◆ Exercise directions
Which lines of the records contain the word "FIFO"? Show each of them.
*** Opening Task data ***
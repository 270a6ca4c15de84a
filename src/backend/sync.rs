// Synchronization primitives for one buffering slot
//
// Fences for GPU-CPU and semaphores for GPU-GPU sync. One slot per frame in
// flight; the fence starts signaled so the first wait on a fresh slot returns
// immediately.

use anyhow::Result;
use ash::vk;

use super::context::GraphicsContext;
use super::handle::{CommandPool, Fence, Semaphore};

pub struct FrameSlot {
    pub command_buffer: vk::CommandBuffer,
    /// Signaled by the acquire, waited on by the submit
    pub image_ready: Semaphore,
    /// Signaled by the submit, waited on by the present
    pub render_complete: Semaphore,
    /// Signaled when this slot's last submission finished on the GPU
    pub render_fence: Fence,
    // Frees `command_buffer` on drop
    command_pool: CommandPool,
}

impl FrameSlot {
    pub fn new(ctx: &GraphicsContext) -> Result<Self> {
        let command_pool = ctx.create_command_pool()?;
        let command_buffer = ctx.allocate_command_buffer(&command_pool)?;

        Ok(Self {
            command_buffer,
            image_ready: ctx.create_semaphore()?,
            render_complete: ctx.create_semaphore()?,
            render_fence: ctx.create_fence(true)?,
            command_pool,
        })
    }

    pub fn command_pool(&self) -> vk::CommandPool {
        self.command_pool.raw()
    }
}
// Physical device selection
//
// Selection is a pure function over queried capabilities so the rules can be
// checked without a GPU. First match wins; there is no scoring.

use ash::vk;

/// What one queue family of a candidate can do
#[derive(Debug, Clone, Copy, Default, PartialEq, Eq)]
pub struct QueueFamilySupport {
    pub graphics: bool,
    pub present: bool,
}

/// Everything selection needs to know about one enumerated GPU
#[derive(Debug, Clone)]
pub struct DeviceCandidate {
    pub handle: vk::PhysicalDevice,
    pub name: String,
    pub queue_families: Vec<QueueFamilySupport>,
    pub surface_formats: Vec<vk::SurfaceFormatKHR>,
    pub present_modes: Vec<vk::PresentModeKHR>,
}

/// Whether the context will present to a surface
#[derive(Debug, Clone, Copy, PartialEq, Eq)]
pub enum PresentTarget {
    /// Requires a present queue, a surface format and a present mode
    Surface { preferred_mode: vk::PresentModeKHR },
    /// Offscreen: only a graphics queue is required
    Headless,
}

#[derive(Debug, Clone)]
pub struct DeviceSelection {
    pub physical_device: vk::PhysicalDevice,
    pub name: String,
    pub graphics_family: u32,
    pub present_family: u32,
    pub surface_format: vk::SurfaceFormatKHR,
    pub present_mode: vk::PresentModeKHR,
}

impl DeviceSelection {
    pub fn queue_families_differ(&self) -> bool {
        self.graphics_family != self.present_family
    }
}

/// Keep the candidates whose capability query succeeded. A device that fails
/// its query is skipped rather than failing selection as a whole.
pub fn usable_candidates(
    queried: impl IntoIterator<Item = anyhow::Result<DeviceCandidate>>,
) -> Vec<DeviceCandidate> {
    queried
        .into_iter()
        .filter_map(|result| match result {
            Ok(candidate) => Some(candidate),
            Err(e) => {
                log::debug!("Skipping physical device: {:#}", e);
                None
            }
        })
        .collect()
}

/// Pick the first candidate that satisfies every requirement of `target`.
pub fn select_device(
    candidates: &[DeviceCandidate],
    target: PresentTarget,
) -> Option<DeviceSelection> {
    candidates.iter().find_map(|candidate| evaluate(candidate, target))
}

fn evaluate(candidate: &DeviceCandidate, target: PresentTarget) -> Option<DeviceSelection> {
    let graphics_family = first_family(&candidate.queue_families, |q| q.graphics);
    let Some(graphics_family) = graphics_family else {
        log::debug!("Skipping {}: no graphics queue family", candidate.name);
        return None;
    };

    match target {
        PresentTarget::Headless => Some(DeviceSelection {
            physical_device: candidate.handle,
            name: candidate.name.clone(),
            graphics_family,
            present_family: graphics_family,
            surface_format: vk::SurfaceFormatKHR::default(),
            present_mode: vk::PresentModeKHR::FIFO,
        }),
        PresentTarget::Surface { preferred_mode } => {
            let Some(present_family) = first_family(&candidate.queue_families, |q| q.present)
            else {
                log::debug!("Skipping {}: no present queue family", candidate.name);
                return None;
            };
            let Some(surface_format) = pick_surface_format(&candidate.surface_formats) else {
                log::debug!("Skipping {}: no surface formats", candidate.name);
                return None;
            };
            if candidate.present_modes.is_empty() {
                log::debug!("Skipping {}: no present modes", candidate.name);
                return None;
            }

            Some(DeviceSelection {
                physical_device: candidate.handle,
                name: candidate.name.clone(),
                graphics_family,
                present_family,
                surface_format,
                present_mode: pick_present_mode(&candidate.present_modes, preferred_mode),
            })
        }
    }
}

fn first_family(
    families: &[QueueFamilySupport],
    predicate: impl Fn(&QueueFamilySupport) -> bool,
) -> Option<u32> {
    families
        .iter()
        .position(predicate)
        .map(|index| index as u32)
}

/// Prefer B8G8R8A8_UNORM / SRGB_NONLINEAR, otherwise take the first format.
pub fn pick_surface_format(formats: &[vk::SurfaceFormatKHR]) -> Option<vk::SurfaceFormatKHR> {
    formats
        .iter()
        .find(|f| {
            f.format == vk::Format::B8G8R8A8_UNORM
                && f.color_space == vk::ColorSpaceKHR::SRGB_NONLINEAR
        })
        .or_else(|| formats.first())
        .copied()
}

/// Preferred mode if offered, then MAILBOX, then FIFO (always supported).
pub fn pick_present_mode(
    modes: &[vk::PresentModeKHR],
    preferred: vk::PresentModeKHR,
) -> vk::PresentModeKHR {
    [preferred, vk::PresentModeKHR::MAILBOX]
        .into_iter()
        .find(|mode| modes.contains(mode))
        .unwrap_or(vk::PresentModeKHR::FIFO)
}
*** Closing Task data ***
◆ Response area
            present_mode: vk::PresentModeKHR::FIFO,
/// Preferred mode if offered, then MAILBOX, then FIFO (always supported).
        .unwrap_or(vk::PresentModeKHR::FIFO)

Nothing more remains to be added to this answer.